Effect of “flow anoxia” and “non flow anoxia” on the NAD/NADH redox state of the intact brain cortex of the cat

In the present study, we compared the nicotin-amide adenine dinucleotide (NAD) reducing potencies of “flow anoxia” and “non flow anoxia” in the cat brain cortex. In animals anaesthetized with alpha-D-glucochloralose “flow anoxia” and “non flow anoxia” were produced by ventilating for 2 and 25 min, respectively, with nitrogen gas. Following “non flow anoxia”, the brain cortices of dead animals were superfused with oxygen saturated artificial cerebrospinal fluid (mock CSF), and subsequently with CSF containing various concentrations (10−3–10−1 M) of potassium cyanide. NADH (reduced NAD) fluorescence of the brain cortex was measured through a cranial window with microscope fluororeflectometer. Ventilating the animals for 2 and 25 min with nitrogen gas increased cortical NADH fluorescence (NAD reduction) by 43.5±2.8% and 135.3±6.1%, respectively. Oxygen saturated CSF superfusion of the ischemic brain cortex restored the cortical NAD/NADH redox state to the preanocic level (oxidation of NADH). 10−1 M cyanide, applied after superfusion of the brain cortex with oxygen saturated CSF resulted in comparable NAD reduction to that produced by “non flow anoxia”. On the basis of these findings it is suggested that “non flow anoxia” leads to much greater cortical NAD reduction than “flow anoxia”, because oxygen tension in the cortex may not fall to zero mm Hg during nitrogen anoxia lasting for 2 min.
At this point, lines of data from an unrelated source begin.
//! Metadata models describing tables, columns and relationships of a
//! registered connection, normalized across backends.

use std::collections::BTreeMap;

use chrono::{DateTime, Utc};
use serde::{Deserialize, Serialize};

#[derive(Debug, Clone, Serialize, Deserialize)]
#[serde(rename_all = "camelCase")]
pub struct TableMetadata {
    pub name: String,
    #[serde(rename = "schema")]
    pub schema_name: Option<String>,
    #[serde(default, skip_serializing_if = "Option::is_none")]
    pub display_name: Option<String>,
    #[serde(default, skip_serializing_if = "Option::is_none")]
    pub description: Option<String>,
    /// `table` or `view`.
    #[serde(rename = "type")]
    pub table_type: String,
    #[serde(default, skip_serializing_if = "Option::is_none")]
    pub row_count: Option<i64>,
    #[serde(default, skip_serializing_if = "Option::is_none")]
    pub category: Option<String>,
    pub explorable: bool,
    #[serde(default, skip_serializing_if = "Option::is_none")]
    pub refreshed_at: Option<DateTime<Utc>>,
    #[serde(default)]
    pub columns: Vec<String>,
}

#[derive(Debug, Clone, Serialize, Deserialize)]
#[serde(rename_all = "camelCase")]
pub struct ColumnMetadata {
    pub name: String,
    pub table_name: String,
    #[serde(default, skip_serializing_if = "Option::is_none")]
    pub display_name: Option<String>,
    #[serde(default, skip_serializing_if = "Option::is_none")]
    pub description: Option<String>,
    /// Normalized type from [`NormalizedType`]'s vocabulary.
    pub data_type: String,
    pub nullable: bool,
    pub primary_key: bool,
    /// `"table.column"` when the column references another table.
    #[serde(default, skip_serializing_if = "Option::is_none")]
    pub foreign_key: Option<String>,
    #[serde(default, skip_serializing_if = "Option::is_none")]
    pub cardinality: Option<String>,
    #[serde(default, skip_serializing_if = "Option::is_none")]
    pub special_type: Option<String>,
    #[serde(default, skip_serializing_if = "Option::is_none")]
    pub value_map: Option<BTreeMap<String, String>>,
    pub explorable: bool,
}

#[derive(Debug, Clone, Serialize, Deserialize)]
#[serde(rename_all = "camelCase")]
pub struct RelationshipMetadata {
    pub source_table: String,
    pub source_column: String,
    pub target_table: String,
    pub target_column: String,
    /// one-to-one, one-to-many, many-to-one, many-to-many.
    pub relationship: String,
    /// Whether the relationship was inferred from the database as opposed
    /// to declared by hand.
    pub automatic: bool,
}

/// The triple a driver's metadata extraction produces; the cache stores and
/// replaces it atomically.
#[derive(Debug, Clone, Default)]
pub struct DatabaseCatalog {
    pub tables: Vec<TableMetadata>,
    pub columns: Vec<ColumnMetadata>,
    pub relationships: Vec<RelationshipMetadata>,
}

/// Display-only fields a client may patch on a cached table entry. Never
/// touches the underlying database.
#[derive(Debug, Clone, Default, Serialize, Deserialize)]
#[serde(rename_all = "camelCase")]
pub struct TableMetadataPatch {
    #[serde(default)]
    pub display_name: Option<String>,
    #[serde(default)]
    pub description: Option<String>,
    #[serde(default)]
    pub category: Option<String>,
    #[serde(default)]
    pub explorable: Option<bool>,
}

/// Common type vocabulary all backend-native column types normalize into.
#[derive(Debug, Clone, Copy, PartialEq, Eq)]
pub enum NormalizedType {
    Integer,
    Number,
    String,
    Boolean,
    Date,
    Timestamp,
    Json,
    Array,
}

impl NormalizedType {
    pub fn as_str(&self) -> &'static str {
        match self {
            NormalizedType::Integer => "integer",
            NormalizedType::Number => "number",
            NormalizedType::String => "string",
            NormalizedType::Boolean => "boolean",
            NormalizedType::Date => "date",
            NormalizedType::Timestamp => "timestamp",
            NormalizedType::Json => "json",
            NormalizedType::Array => "array",
        }
    }
}

impl std::fmt::Display for NormalizedType {
    fn fmt(&self, f: &mut std::fmt::Formatter<'_>) -> std::fmt::Result {
        f.write_str(self.as_str())
    }
}
#[async_trait]
impl BackendDriver for SnowflakeDriver {
    fn dialect(&self) -> &(dyn crate::dialect::Dialect + Send + Sync) {
        &self.dialect
    }

    async fn connect(&mut self) -> Result<()> {
        if self.api.is_some() {
            return Ok(());
        }
        tracing::info!(
            id = %self.connection.id,
            account = ?self.connection.config.account,
            database = ?self.connection.config.database,
            "creating Snowflake client"
        );
        self.api = Some(Arc::new(Self::build_api(&self.connection)?));
        Ok(())
    }

    async fn test_connection(&self) -> (bool, String) {
        let probe = async {
            let api = Self::build_api(&self.connection)?;
            let result = api
                .exec("SELECT CURRENT_VERSION()")
                .await
                .map_err(|e| FacetError::Backend(format!("probe query: {e}")))?;
            let (_, rows) = decode_result(result)?;
            let version = rows
                .first()
                .and_then(|row| row.values().next())
                .map(|v| match v {
                    Value::String(s) => s.clone(),
                    other => other.to_string(),
                })
                .unwrap_or_else(|| "unknown".to_string());
            Ok::<String, FacetError>(version)
        };
        match probe.await {
            Ok(version) => (
                true,
                format!("Connection successful. Snowflake version: {version}"),
            ),
            Err(e) => {
                tracing::error!(error = %e, "connection test failed");
                (false, format!("Connection failed: {e}"))
            }
        }
    }

    async fn fetch_catalog(&self) -> Result<DatabaseCatalog> {
        let start = Instant::now();

        let tables_sql = r#"
            SELECT
                TABLE_NAME,
                TABLE_SCHEMA,
                COMMENT,
                TABLE_TYPE,
                ROW_COUNT
            FROM INFORMATION_SCHEMA.TABLES
            WHERE TABLE_SCHEMA NOT IN ('INFORMATION_SCHEMA')
            ORDER BY TABLE_SCHEMA, TABLE_NAME
        "#;
        let table_rows = self.run_query(tables_sql).await?.rows;

        let columns_sql = r#"
            SELECT
                TABLE_NAME,
                COLUMN_NAME,
                DATA_TYPE,
                IS_NULLABLE,
                COMMENT
            FROM INFORMATION_SCHEMA.COLUMNS
            WHERE TABLE_SCHEMA NOT IN ('INFORMATION_SCHEMA')
            ORDER BY TABLE_NAME, ORDINAL_POSITION
        "#;
        let column_rows = self.run_query(columns_sql).await?.rows;

        let mut columns = Vec::new();
        for row in &column_rows {
            let (Some(table_name), Some(name)) = (
                Self::get_ci(row, "TABLE_NAME").and_then(Value::as_str),
                Self::get_ci(row, "COLUMN_NAME").and_then(Value::as_str),
            ) else {
                continue;
            };
            let raw_type = Self::get_ci(row, "DATA_TYPE")
                .and_then(Value::as_str)
                .unwrap_or_default();
            columns.push(ColumnMetadata {
                name: name.to_string(),
                table_name: table_name.to_string(),
                display_name: None,
                description: Self::get_ci(row, "COMMENT")
                    .and_then(Value::as_str)
                    .map(str::to_string),
                data_type: normalize_snowflake_type(raw_type).as_str().to_string(),
                nullable: Self::get_ci(row, "IS_NULLABLE").and_then(Value::as_str) != Some("NO"),
                primary_key: false,
                foreign_key: None,
                cardinality: None,
                special_type: None,
                value_map: None,
                explorable: true,
            });
        }

        let mut tables = Vec::new();
        for row in &table_rows {
            let Some(name) = Self::get_ci(row, "TABLE_NAME").and_then(Value::as_str) else {
                continue;
            };
            let table_type = match Self::get_ci(row, "TABLE_TYPE").and_then(Value::as_str) {
                Some("VIEW") => "view",
                _ => "table",
            };
            tables.push(TableMetadata {
                name: name.to_string(),
                schema_name: Self::get_ci(row, "TABLE_SCHEMA")
                    .and_then(Value::as_str)
                    .map(str::to_string),
                display_name: None,
                description: Self::get_ci(row, "COMMENT")
                    .and_then(Value::as_str)
                    .map(str::to_string),
                table_type: table_type.to_string(),
                row_count: Self::get_ci(row, "ROW_COUNT").and_then(Value::as_i64),
                category: None,
                explorable: true,
                refreshed_at: None,
                columns: columns
                    .iter()
                    .filter(|c| c.table_name == name)
                    .map(|c| c.name.clone())
                    .collect(),
            });
        }

        tracing::debug!(
            tables = tables.len(),
            columns = columns.len(),
            ms = start.elapsed().as_millis(),
            "snowflake fetch_catalog"
        );

        // KEY_COLUMN_USAGE is not populated by Snowflake's
        // INFORMATION_SCHEMA, so no relationships are derived here
        Ok(DatabaseCatalog {
            tables,
            columns,
            relationships: Vec::new(),
        })
    }

    async fn execute_query(&self, sql: &str, params: Option<&ParamMap>) -> Result<RawQueryOutput> {
        let sql = match params.filter(|p| !p.is_empty()) {
            Some(params) => substitute_params(sql, params, ParamStyle::Colon),
            None => sql.to_string(),
        };
        self.run_query(&sql).await
    }

    async fn stream_query(&self, sql: &str) -> Result<RowStream> {
        let output = self.run_query(sql).await?;
        let (tx, rx) = mpsc::channel(STREAM_BATCH_ROWS);

        tokio::spawn(async move {
            let mut sender = BatchSender::new(tx);
            for row in output.rows {
                if !sender.push(row).await {
                    return;
                }
            }
            sender.flush().await;
        });

        Ok(super::rows_into_stream(rx))
    }

    async fn explain(&self, sql: &str) -> Result<QueryExplainResult> {
        let output = self.run_query(&format!("EXPLAIN USING TEXT {sql}")).await?;
        let lines: Vec<String> = output
            .rows
            .iter()
            .flat_map(|row| row.values())
            .map(|v| match v {
                Value::String(s) => s.clone(),
                other => other.to_string(),
            })
            .collect();

        Ok(QueryExplainResult {
            plan: lines.join("\n"),
            cost: None,
            details: serde_json::to_value(&output.rows)?,
        })
    }

    async fn close(&mut self) -> Result<()> {
        self.api = None;
        Ok(())
    }
}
Besides this, a more pronounced substrate mobilization and acidosis may also contribute to the greater NAD reducing potency of “non flow anoxia”. Finally, since 10–15 min after the death of the animal the cerebral carbohydrate reserves are completely exhausted, and in our experiments “non flow anoxia”, reoxygenation of the ischemic brain cortex and inhibition of the cortical mitochondrial electron transport by cyanide (10−1 M) resulted in comparable redox state changes (as far as their magnitude is concerned), it is concluded that the recorded changes in NADH fluorescence were of mitochondrial origin.